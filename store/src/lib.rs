//! Abstract storage traits for the Tally protocol.
//!
//! Every storage backend (LMDB, in-memory for testing) implements these
//! traits. The rest of the codebase depends only on the traits.

pub mod account;
pub mod changes;
pub mod error;
pub mod meta;
pub mod vote;

pub use account::{AccountInfo, AccountStore};
pub use changes::{ChangeSet, StateStore};
pub use error::StoreError;
pub use meta::MetaStore;
pub use vote::{vote_key, VoteRecord, VoteStore, VOTE_KEY_LEN};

--------------------------------

-- Assigned task --
In the entries above, find the line containing "pub mod account;". Set down that line and every line after it through the last one, exactly and alone.

-- Answer --
pub mod account;
pub mod changes;
pub mod error;
pub mod meta;
pub mod vote;

pub use account::{AccountInfo, AccountStore};
pub use changes::{ChangeSet, StateStore};
pub use error::StoreError;
pub use meta::MetaStore;
pub use vote::{vote_key, VoteRecord, VoteStore, VOTE_KEY_LEN};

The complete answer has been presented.